● **What you are asked to do**
In the entries that follow, copy exactly each line from the first through the line with "let logs = self.logs.lock().unwrap();".

● **Source data**
>>>>>

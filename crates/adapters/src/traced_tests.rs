// SPDX-License-Identifier: BUSL-1.1
// Copyright (c) 2026 Alfred Jean LLC

use super::*;
use crate::executor::{FakeExecutorAdapter, LaunchSpec};
use crate::multiplexer::{FakeMultiplexerAdapter, MultiplexerCall};
use serial_test::{parallel, serial};
use std::path::PathBuf;
use std::sync::{Arc, Mutex};
use tracing_subscriber::fmt::MakeWriter;

/// A writer that captures log output for testing
#[derive(Clone, Default)]
struct CapturedLogs {
    logs: Arc<Mutex<Vec<u8>>>,
}

impl CapturedLogs {
    fn new() -> Self {
        Self::default()
    }

    fn contents(&self) -> String {
        let logs = self.logs.lock().unwrap();
        String::from_utf8_lossy(&logs).to_string()
    }
}

impl std::io::Write for CapturedLogs {
    fn write(&mut self, buf: &[u8]) -> std::io::Result<usize> {
        self.logs.lock().unwrap().extend_from_slice(buf);
        Ok(buf.len())
    }

    fn flush(&mut self) -> std::io::Result<()> {
        Ok(())
    }
}

impl<'a> MakeWriter<'a> for CapturedLogs {
    type Writer = CapturedLogs;

    fn make_writer(&'a self) -> Self::Writer {
        self.clone()
    }
}

/// Run a test with captured tracing output
fn with_tracing<F, Fut>(f: F) -> (String, Fut::Output)
where
    F: FnOnce() -> Fut,
    Fut: std::future::Future,
{
    let logs = CapturedLogs::new();
    let logs_clone = logs.clone();

    let subscriber = tracing_subscriber::fmt()
        .with_max_level(tracing::Level::TRACE)
        .with_writer(logs_clone)
        .with_ansi(false)
        .without_time()
        .finish();

    let result = tracing::subscriber::with_default(subscriber, || {
        tokio::runtime::Builder::new_current_thread()
            .enable_all()
            .build()
            .unwrap()
            .block_on(f())
    });

    (logs.contents(), result)
}

fn assert_log(logs: &str, label: &str, expected: &str) {
    assert!(logs.contains(expected), "Should log {label}. Logs:\n{logs}",);
}

async fn spawn_traced_window() -> (
    FakeMultiplexerAdapter,
    TracedMultiplexer<FakeMultiplexerAdapter>,
    String,
) {
    let fake = FakeMultiplexerAdapter::new();
    let traced = TracedMultiplexer::new(fake.clone());
    let window_id = traced
        .spawn("test", Path::new("/tmp"), "echo", &[])
        .await
        .unwrap();
    (fake, traced, window_id)
}

fn spec(name: &str) -> LaunchSpec {
    LaunchSpec {
        name: name.into(),
        cwd: PathBuf::from("/tmp"),
        prompt: "do the thing".into(),
        resume_session_id: None,
        dangerous_mode: false,
        env: Vec::new(),
        session_config: Default::default(),
    }
}

// =============================================================================
// Multiplexer tracing output
// =============================================================================

#[test]
#[serial(tracing)]
fn traced_multiplexer_spawn_logs_entry_and_completion() {
    let (logs, result) = with_tracing(|| async {
        let fake = FakeMultiplexerAdapter::new();
        let traced = TracedMultiplexer::new(fake);
        traced
            .spawn("test-agent", Path::new("/tmp"), "echo hello", &[])
            .await
    });

    assert!(result.is_ok(), "spawn should succeed: {:?}", result);
    assert_log(&logs, "span name", "multiplexer.spawn");
    assert_log(&logs, "window name", "test-agent");
    assert_log(&logs, "entry message", "starting");
    assert_log(&logs, "completion", "window created");
    assert_log(&logs, "timing", "elapsed_ms");
}

#[test]
#[serial(tracing)]
fn traced_multiplexer_kill_logs_operation() {
    let (logs, _) = with_tracing(|| async {
        let (_, traced, window_id) = spawn_traced_window().await;
        traced.kill(&window_id).await
    });

    assert_log(&logs, "kill span", "multiplexer.kill");
    assert_log(&logs, "kill completion", "killed");
}

#[test]
#[serial(tracing)]
fn traced_multiplexer_send_logs_error_on_failure() {
    let (logs, result) = with_tracing(|| async {
        let fake = FakeMultiplexerAdapter::new();
        let traced = TracedMultiplexer::new(fake);
        traced.send("nonexistent", "hello").await
    });

    assert!(result.is_err());
    assert_log(&logs, "send failure", "send failed");
}

// =============================================================================
// Multiplexer delegation
// =============================================================================

#[tokio::test]
#[parallel(tracing)]
async fn traced_multiplexer_delegates_spawn_to_inner() {
    let fake = FakeMultiplexerAdapter::new();
    let traced = TracedMultiplexer::new(fake.clone());

    let window_id = traced
        .spawn(
            "my-agent",
            Path::new("/tmp"),
            "echo hello",
            &[("KEY".to_string(), "VALUE".to_string())],
        )
        .await
        .unwrap();

    let calls = fake.calls();
    assert_eq!(calls.len(), 1);
    match &calls[0] {
        MultiplexerCall::Spawn { name, cwd, cmd, env } => {
            assert_eq!(name, "my-agent");
            assert_eq!(cwd, &PathBuf::from("/tmp"));
            assert_eq!(cmd, "echo hello");
            assert_eq!(env, &[("KEY".to_string(), "VALUE".to_string())]);
        }
        other => panic!("Expected Spawn call, got {:?}", other),
    }

    assert!(fake.get_window(&window_id).is_some());
}

#[tokio::test]
#[parallel(tracing)]
async fn traced_multiplexer_is_alive_delegates_to_inner() {
    let (fake, traced, window_id) = spawn_traced_window().await;

    assert!(traced.is_alive(&window_id).await.unwrap());
    fake.set_exited(&window_id, 0);
    assert!(!traced.is_alive(&window_id).await.unwrap());
}

#[tokio::test]
#[parallel(tracing)]
async fn traced_multiplexer_is_alive_returns_false_for_unknown() {
    let fake = FakeMultiplexerAdapter::new();
    let traced = TracedMultiplexer::new(fake);
    assert!(!traced.is_alive("unknown").await.unwrap());
}

#[tokio::test]
#[parallel(tracing)]
async fn traced_multiplexer_capture_output_delegates_to_inner() {
    let (fake, traced, window_id) = spawn_traced_window().await;
    fake.set_output(&window_id, vec!["line1".to_string(), "line2".to_string()]);

    let output = traced.capture_output(&window_id, 10).await.unwrap();
    assert!(output.contains("line1"));
    assert!(output.contains("line2"));
}

#[tokio::test]
#[parallel(tracing)]
async fn traced_multiplexer_get_pid_delegates_to_inner() {
    let (_, traced, window_id) = spawn_traced_window().await;
    assert!(traced.get_pid(&window_id).await.unwrap().is_some());
}

// =============================================================================
// Executor tracing output
// =============================================================================

#[test]
#[serial(tracing)]
fn traced_executor_execute_logs_entry_and_completion() {
    let (logs, result) = with_tracing(|| async {
        let fake = FakeExecutorAdapter::new("claude");
        let traced = TracedExecutor::new(fake);
        traced.execute(spec("task-1")).await
    });

    assert!(result.is_ok(), "execute should succeed: {:?}", result);
    assert_log(&logs, "span name", "executor.execute");
    assert_log(&logs, "task name", "task-1");
    assert_log(&logs, "completion", "executor launched");
    assert_log(&logs, "timing", "elapsed_ms");
}

#[test]
#[serial(tracing)]
fn traced_executor_kill_logs_operation() {
    let (logs, _) = with_tracing(|| async {
        let fake = FakeExecutorAdapter::new("claude");
        let traced = TracedExecutor::new(fake);
        let handle = traced.execute(spec("task-1")).await.unwrap();
        traced.kill(&handle).await
    });

    assert_log(&logs, "kill span", "executor.kill");
    assert_log(&logs, "kill completion", "killed");
}

#[test]
#[serial(tracing)]
fn traced_executor_resume_logs_error_on_failure() {
    let (logs, result) = with_tracing(|| async {
        let fake = FakeExecutorAdapter::new("claude");
        let traced = TracedExecutor::new(fake);
        traced.resume(spec("task-1")).await
    });

    assert!(result.is_err());
    assert_log(&logs, "resume failure", "resume failed");
}

// =============================================================================
// Executor delegation
// =============================================================================

#[tokio::test]
#[parallel(tracing)]
async fn traced_executor_delegates_execute_to_inner() {
    let fake = FakeExecutorAdapter::new("claude");
    let traced = TracedExecutor::new(fake.clone());

    let handle = traced.execute(spec("task-1")).await.unwrap();
    assert!(handle.session_id.is_some());

    let calls = fake.calls();
    assert_eq!(calls.len(), 1);
}

#[tokio::test]
#[parallel(tracing)]
async fn traced_executor_delegates_suspend_to_inner() {
    let fake = FakeExecutorAdapter::new("claude");
    let traced = TracedExecutor::new(fake.clone());
    let handle = traced.execute(spec("task-1")).await.unwrap();

    traced.suspend(&handle).await.unwrap();
    assert!(traced.is_suspended(&handle).await);

    traced.resume_process(&handle).await.unwrap();
    assert!(!traced.is_suspended(&handle).await);
}

#[tokio::test]
#[parallel(tracing)]
async fn traced_executor_name_and_build_command_delegate() {
    let fake = FakeExecutorAdapter::new("codex");
    let traced = TracedExecutor::new(fake);
    assert_eq!(traced.name(), "codex");
    assert_eq!(traced.build_command(&spec("t")), "codex t");
}
// SPDX-License-Identifier: BUSL-1.1
// Copyright (c) 2026 Alfred Jean LLC

//! Centralized environment variable access for the CLI crate.

use std::path::PathBuf;
use std::time::Duration;

use crate::client::ClientError;

// --- Duration helper (private) ---

fn parse_duration_ms(var: &str) -> Option<Duration> {
    std::env::var(var)
        .ok()
        .and_then(|s| s.parse::<u64>().ok())
        .map(Duration::from_millis)
}

// --- State directory ---

/// Resolve state directory: TY_STATE_DIR > XDG_STATE_HOME/ty > ~/.local/state/ty
pub fn state_dir() -> Result<PathBuf, ClientError> {
    if let Ok(dir) = std::env::var("TY_STATE_DIR") {
        return Ok(PathBuf::from(dir));
    }
    if let Ok(xdg) = std::env::var("XDG_STATE_HOME") {
        return Ok(PathBuf::from(xdg).join("ty"));
    }
    let home = std::env::var("HOME").map_err(|_| ClientError::NoStateDir)?;
    Ok(PathBuf::from(home).join(".local/state/ty"))
}

// --- Color ---

pub fn no_color() -> bool {
    std::env::var("NO_COLOR").is_ok_and(|v| v == "1")
}

pub fn force_color() -> bool {
    std::env::var("COLOR").is_ok_and(|v| v == "1")
}

// --- Daemon binary ---

pub fn daemon_binary() -> Option<String> {
    std::env::var("TY_DAEMON_BINARY").ok()
}

pub fn cargo_manifest_dir() -> Option<String> {
    std::env::var("CARGO_MANIFEST_DIR").ok()
}

// --- Timeouts ---

pub fn timeout_ipc_ms() -> Option<Duration> {
    parse_duration_ms("TY_TIMEOUT_IPC_MS")
}
pub fn timeout_connect_ms() -> Option<Duration> {
    parse_duration_ms("TY_TIMEOUT_CONNECT_MS")
}
pub fn timeout_exit_ms() -> Option<Duration> {
    parse_duration_ms("TY_TIMEOUT_EXIT_MS")
}
pub fn connect_poll_ms() -> Option<Duration> {
    parse_duration_ms("TY_CONNECT_POLL_MS")
}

<<<<<

● **Final answer**
filename crates/adapters/src/traced_tests.rs
// SPDX-License-Identifier: BUSL-1.1
// Copyright (c) 2026 Alfred Jean LLC

use super::*;
use crate::executor::{FakeExecutorAdapter, LaunchSpec};
use crate::multiplexer::{FakeMultiplexerAdapter, MultiplexerCall};
use serial_test::{parallel, serial};
use std::path::PathBuf;
use std::sync::{Arc, Mutex};
use tracing_subscriber::fmt::MakeWriter;

/// A writer that captures log output for testing
#[derive(Clone, Default)]
struct CapturedLogs {
    logs: Arc<Mutex<Vec<u8>>>,
}

impl CapturedLogs {
    fn new() -> Self {
        Self::default()
    }

    fn contents(&self) -> String {
        let logs = self.logs.lock().unwrap();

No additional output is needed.